▶ [WHAT YOU NEED TO DO]: Whenever the word "CommandFlags" turns up in a line below, that line should be copied.

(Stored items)
━━━
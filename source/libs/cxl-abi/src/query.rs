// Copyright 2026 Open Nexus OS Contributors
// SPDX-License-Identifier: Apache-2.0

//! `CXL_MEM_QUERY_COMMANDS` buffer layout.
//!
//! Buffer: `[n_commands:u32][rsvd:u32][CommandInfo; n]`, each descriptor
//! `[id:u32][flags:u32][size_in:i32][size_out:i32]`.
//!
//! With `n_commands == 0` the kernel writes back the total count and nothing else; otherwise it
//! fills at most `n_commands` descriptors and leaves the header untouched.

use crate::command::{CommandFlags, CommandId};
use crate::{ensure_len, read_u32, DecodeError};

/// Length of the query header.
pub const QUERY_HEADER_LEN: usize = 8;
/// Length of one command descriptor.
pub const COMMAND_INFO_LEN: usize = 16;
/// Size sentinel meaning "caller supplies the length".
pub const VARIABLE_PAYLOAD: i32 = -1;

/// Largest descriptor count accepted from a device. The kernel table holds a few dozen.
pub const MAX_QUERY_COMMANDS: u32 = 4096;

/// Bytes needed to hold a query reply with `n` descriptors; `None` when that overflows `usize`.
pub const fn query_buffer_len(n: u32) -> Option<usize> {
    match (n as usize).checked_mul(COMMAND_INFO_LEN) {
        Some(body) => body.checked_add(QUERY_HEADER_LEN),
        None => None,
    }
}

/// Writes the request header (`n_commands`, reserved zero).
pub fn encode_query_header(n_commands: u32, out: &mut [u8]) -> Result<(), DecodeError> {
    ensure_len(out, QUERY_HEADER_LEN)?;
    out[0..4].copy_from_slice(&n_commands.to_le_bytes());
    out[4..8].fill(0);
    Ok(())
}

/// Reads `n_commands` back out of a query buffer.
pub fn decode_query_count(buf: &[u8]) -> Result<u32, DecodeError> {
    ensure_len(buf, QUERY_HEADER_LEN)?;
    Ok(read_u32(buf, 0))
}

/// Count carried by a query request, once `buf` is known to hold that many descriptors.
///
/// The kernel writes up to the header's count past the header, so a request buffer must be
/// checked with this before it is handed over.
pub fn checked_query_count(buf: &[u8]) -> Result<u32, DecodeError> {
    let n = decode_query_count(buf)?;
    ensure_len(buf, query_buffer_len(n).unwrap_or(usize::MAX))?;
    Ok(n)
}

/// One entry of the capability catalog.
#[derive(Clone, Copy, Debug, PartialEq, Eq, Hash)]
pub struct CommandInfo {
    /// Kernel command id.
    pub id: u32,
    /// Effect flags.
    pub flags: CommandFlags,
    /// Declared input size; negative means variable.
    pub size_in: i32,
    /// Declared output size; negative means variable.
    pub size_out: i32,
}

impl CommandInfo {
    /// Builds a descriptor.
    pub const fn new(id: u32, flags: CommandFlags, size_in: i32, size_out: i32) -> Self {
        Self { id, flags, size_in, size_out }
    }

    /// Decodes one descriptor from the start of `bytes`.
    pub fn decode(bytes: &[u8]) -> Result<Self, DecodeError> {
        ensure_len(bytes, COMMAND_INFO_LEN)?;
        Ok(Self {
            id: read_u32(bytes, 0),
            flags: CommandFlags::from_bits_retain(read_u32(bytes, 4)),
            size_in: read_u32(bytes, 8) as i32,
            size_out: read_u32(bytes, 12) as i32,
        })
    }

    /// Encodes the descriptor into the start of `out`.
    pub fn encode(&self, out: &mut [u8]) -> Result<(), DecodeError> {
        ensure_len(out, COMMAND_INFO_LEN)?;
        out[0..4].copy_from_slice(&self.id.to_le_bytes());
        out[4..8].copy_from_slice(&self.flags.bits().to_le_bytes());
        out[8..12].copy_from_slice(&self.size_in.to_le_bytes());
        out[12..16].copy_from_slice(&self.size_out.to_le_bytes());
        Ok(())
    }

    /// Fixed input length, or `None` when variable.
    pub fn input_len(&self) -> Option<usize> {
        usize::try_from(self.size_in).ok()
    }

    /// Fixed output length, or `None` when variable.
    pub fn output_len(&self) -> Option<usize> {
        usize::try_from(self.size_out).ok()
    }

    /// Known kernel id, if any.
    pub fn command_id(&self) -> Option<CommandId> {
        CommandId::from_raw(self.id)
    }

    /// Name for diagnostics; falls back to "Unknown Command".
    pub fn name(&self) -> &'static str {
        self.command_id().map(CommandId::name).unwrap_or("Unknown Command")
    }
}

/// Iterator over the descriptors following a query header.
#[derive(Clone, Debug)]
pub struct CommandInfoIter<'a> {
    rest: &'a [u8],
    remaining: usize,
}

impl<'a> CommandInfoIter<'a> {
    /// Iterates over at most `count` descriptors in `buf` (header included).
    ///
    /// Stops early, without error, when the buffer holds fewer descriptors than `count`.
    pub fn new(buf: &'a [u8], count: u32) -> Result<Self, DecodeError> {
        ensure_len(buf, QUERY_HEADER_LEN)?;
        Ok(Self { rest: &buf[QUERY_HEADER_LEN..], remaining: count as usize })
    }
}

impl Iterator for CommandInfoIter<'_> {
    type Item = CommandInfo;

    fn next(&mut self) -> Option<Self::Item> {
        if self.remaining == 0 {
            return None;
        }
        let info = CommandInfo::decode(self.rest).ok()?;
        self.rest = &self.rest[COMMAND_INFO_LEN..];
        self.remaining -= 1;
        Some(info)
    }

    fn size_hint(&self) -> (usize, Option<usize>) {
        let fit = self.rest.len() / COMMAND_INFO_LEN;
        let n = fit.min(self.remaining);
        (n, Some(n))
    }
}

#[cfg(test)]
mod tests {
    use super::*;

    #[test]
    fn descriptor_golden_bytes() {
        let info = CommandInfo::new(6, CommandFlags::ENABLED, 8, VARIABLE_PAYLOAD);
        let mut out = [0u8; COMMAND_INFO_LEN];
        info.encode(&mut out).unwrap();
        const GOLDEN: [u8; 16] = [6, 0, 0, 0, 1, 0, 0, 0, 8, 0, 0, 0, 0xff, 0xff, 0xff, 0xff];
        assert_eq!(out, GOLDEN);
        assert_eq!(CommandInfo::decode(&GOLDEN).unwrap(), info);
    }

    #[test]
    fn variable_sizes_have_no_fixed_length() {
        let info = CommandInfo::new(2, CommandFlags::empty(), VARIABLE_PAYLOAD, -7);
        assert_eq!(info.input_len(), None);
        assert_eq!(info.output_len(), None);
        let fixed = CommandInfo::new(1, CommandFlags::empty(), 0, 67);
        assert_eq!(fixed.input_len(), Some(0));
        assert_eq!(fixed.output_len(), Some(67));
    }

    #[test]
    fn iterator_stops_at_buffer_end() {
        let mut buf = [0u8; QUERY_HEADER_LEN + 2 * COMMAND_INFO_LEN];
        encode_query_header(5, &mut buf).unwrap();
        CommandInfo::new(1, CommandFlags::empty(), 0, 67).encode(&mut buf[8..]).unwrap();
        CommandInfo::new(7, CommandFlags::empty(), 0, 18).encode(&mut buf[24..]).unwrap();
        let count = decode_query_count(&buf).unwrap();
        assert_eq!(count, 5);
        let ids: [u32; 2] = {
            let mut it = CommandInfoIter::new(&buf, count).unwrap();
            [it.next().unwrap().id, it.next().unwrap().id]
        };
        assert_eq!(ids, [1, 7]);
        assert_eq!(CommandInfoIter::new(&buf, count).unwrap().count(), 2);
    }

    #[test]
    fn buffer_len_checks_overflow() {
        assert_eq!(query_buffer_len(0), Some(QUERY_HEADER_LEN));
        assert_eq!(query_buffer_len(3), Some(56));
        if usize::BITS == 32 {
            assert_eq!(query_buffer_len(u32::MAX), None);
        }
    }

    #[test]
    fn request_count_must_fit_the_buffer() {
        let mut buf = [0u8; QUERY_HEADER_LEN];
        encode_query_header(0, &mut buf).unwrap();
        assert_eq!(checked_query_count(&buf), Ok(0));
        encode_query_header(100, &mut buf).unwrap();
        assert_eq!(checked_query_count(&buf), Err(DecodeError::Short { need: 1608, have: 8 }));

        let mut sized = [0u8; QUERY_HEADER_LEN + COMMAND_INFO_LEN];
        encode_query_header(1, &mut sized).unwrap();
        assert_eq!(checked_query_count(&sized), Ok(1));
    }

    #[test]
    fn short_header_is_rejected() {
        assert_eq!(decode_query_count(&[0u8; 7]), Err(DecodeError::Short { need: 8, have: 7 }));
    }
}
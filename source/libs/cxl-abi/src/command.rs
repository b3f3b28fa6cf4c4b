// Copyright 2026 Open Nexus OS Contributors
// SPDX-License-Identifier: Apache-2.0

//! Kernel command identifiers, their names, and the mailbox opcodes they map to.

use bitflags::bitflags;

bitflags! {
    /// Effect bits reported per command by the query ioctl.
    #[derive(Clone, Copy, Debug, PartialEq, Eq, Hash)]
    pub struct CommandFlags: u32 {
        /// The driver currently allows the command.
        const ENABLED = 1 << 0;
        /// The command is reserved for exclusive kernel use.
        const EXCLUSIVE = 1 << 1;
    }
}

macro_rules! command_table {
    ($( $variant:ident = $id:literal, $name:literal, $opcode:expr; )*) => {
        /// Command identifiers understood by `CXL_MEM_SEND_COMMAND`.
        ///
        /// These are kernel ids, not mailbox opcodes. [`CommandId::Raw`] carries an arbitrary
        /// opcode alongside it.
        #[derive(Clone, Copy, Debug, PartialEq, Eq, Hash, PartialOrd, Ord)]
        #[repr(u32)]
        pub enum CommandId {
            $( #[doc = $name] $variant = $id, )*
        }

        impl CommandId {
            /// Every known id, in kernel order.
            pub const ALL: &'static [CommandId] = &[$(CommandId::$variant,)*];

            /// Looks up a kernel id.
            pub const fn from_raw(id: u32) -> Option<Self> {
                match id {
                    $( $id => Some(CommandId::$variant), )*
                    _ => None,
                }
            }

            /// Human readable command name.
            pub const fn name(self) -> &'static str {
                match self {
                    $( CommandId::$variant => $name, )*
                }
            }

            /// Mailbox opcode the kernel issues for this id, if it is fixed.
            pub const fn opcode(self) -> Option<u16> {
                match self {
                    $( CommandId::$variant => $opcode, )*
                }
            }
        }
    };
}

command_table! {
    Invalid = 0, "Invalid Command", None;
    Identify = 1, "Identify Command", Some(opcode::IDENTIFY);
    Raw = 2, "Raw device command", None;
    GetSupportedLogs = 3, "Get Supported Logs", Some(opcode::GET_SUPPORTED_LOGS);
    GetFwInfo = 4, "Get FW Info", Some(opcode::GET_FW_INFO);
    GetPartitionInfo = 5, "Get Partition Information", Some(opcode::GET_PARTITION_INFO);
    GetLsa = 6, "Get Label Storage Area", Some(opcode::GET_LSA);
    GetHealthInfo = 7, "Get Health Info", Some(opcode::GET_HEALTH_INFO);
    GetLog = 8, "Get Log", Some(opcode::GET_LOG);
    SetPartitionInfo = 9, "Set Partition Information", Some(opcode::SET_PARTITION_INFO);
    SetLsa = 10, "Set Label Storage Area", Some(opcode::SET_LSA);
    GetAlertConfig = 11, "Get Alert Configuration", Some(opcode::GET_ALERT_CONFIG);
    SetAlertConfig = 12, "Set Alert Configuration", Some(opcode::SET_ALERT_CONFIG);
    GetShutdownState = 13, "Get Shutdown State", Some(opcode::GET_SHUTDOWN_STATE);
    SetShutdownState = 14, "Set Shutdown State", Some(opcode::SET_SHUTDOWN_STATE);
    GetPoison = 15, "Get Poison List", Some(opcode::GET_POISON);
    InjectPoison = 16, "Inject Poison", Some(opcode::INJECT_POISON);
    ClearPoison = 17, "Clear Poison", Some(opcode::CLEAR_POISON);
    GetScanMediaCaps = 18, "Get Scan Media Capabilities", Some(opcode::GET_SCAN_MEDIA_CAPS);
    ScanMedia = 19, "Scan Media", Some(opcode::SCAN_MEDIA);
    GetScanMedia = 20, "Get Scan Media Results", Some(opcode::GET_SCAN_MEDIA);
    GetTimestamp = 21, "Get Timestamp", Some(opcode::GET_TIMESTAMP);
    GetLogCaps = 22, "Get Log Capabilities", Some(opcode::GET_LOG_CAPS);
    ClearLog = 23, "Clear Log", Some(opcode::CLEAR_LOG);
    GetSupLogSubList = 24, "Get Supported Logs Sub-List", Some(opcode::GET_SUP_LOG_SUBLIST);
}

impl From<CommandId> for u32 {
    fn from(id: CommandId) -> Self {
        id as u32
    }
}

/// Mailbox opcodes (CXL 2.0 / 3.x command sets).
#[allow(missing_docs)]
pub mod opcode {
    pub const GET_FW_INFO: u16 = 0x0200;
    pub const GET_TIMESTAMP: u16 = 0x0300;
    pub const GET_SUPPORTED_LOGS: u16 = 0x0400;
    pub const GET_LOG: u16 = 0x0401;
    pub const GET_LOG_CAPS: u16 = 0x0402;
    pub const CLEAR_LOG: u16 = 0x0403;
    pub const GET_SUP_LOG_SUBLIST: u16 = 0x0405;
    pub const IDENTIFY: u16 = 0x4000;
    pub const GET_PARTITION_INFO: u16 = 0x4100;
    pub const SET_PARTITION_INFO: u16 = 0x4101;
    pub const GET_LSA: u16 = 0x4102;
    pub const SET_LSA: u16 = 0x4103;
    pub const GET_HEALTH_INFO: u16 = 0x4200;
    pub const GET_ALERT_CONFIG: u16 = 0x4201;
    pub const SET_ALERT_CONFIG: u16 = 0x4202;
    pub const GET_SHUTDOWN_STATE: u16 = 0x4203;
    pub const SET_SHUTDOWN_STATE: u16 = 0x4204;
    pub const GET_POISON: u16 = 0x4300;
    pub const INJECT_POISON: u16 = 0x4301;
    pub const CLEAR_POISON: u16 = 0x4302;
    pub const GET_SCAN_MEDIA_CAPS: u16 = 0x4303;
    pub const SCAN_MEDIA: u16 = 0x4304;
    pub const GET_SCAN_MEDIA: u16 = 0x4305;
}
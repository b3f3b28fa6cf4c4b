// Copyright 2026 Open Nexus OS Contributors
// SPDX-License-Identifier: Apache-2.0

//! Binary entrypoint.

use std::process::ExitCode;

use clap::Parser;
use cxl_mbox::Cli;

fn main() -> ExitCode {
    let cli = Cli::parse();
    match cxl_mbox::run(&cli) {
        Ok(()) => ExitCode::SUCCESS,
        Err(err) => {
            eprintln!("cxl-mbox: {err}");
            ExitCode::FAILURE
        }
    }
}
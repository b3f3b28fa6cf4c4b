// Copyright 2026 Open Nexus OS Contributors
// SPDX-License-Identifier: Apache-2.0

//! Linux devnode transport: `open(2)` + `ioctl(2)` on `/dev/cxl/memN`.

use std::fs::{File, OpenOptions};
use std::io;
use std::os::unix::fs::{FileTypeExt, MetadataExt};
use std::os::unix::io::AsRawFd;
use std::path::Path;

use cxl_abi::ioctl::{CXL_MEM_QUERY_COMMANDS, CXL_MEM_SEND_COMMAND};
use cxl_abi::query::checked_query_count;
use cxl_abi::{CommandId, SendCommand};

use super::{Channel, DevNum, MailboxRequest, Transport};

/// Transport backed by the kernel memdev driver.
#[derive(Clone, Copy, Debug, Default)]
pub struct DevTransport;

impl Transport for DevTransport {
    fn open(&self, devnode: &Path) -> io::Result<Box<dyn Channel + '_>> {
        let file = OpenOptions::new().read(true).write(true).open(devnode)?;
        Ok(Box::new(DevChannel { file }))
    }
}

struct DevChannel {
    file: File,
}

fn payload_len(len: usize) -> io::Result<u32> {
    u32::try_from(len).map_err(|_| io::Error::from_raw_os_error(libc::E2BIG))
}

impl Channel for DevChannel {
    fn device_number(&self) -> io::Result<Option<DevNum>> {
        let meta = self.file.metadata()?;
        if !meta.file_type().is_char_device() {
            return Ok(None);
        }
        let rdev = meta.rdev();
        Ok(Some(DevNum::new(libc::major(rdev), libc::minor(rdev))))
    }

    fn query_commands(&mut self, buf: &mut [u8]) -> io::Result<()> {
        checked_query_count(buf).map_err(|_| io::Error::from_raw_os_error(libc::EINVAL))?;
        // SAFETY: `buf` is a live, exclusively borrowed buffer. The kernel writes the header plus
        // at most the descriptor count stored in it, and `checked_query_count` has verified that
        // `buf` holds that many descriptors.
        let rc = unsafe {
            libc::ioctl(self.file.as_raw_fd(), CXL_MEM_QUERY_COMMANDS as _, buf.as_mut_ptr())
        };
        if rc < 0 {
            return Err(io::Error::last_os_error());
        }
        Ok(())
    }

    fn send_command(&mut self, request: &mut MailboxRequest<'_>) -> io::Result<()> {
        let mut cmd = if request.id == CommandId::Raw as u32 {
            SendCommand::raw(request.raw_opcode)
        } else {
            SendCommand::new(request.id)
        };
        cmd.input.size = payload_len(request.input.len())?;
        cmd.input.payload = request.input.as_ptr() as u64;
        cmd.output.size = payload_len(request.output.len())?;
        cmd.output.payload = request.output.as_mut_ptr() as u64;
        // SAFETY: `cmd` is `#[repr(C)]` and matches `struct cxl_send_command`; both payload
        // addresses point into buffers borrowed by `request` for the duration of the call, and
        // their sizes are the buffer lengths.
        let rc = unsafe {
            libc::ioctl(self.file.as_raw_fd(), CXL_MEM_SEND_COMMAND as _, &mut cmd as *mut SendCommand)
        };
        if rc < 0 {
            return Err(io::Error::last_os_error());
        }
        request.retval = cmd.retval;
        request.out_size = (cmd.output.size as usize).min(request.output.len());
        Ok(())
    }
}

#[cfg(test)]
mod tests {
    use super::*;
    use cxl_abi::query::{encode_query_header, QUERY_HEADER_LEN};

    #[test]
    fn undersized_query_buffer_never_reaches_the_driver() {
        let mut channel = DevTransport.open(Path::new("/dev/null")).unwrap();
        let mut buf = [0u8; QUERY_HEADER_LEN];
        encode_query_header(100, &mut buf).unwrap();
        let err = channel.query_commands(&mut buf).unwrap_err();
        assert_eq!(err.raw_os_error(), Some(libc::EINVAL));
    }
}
━━━
▶ [REPLY TO THE EXERCISE]:
use crate::command::{CommandFlags, CommandId};
    pub flags: CommandFlags,
    pub const fn new(id: u32, flags: CommandFlags, size_in: i32, size_out: i32) -> Self {
            flags: CommandFlags::from_bits_retain(read_u32(bytes, 4)),
        let info = CommandInfo::new(6, CommandFlags::ENABLED, 8, VARIABLE_PAYLOAD);
        let info = CommandInfo::new(2, CommandFlags::empty(), VARIABLE_PAYLOAD, -7);
        let fixed = CommandInfo::new(1, CommandFlags::empty(), 0, 67);
        CommandInfo::new(1, CommandFlags::empty(), 0, 67).encode(&mut buf[8..]).unwrap();
        CommandInfo::new(7, CommandFlags::empty(), 0, 18).encode(&mut buf[24..]).unwrap();
    pub struct CommandFlags: u32 {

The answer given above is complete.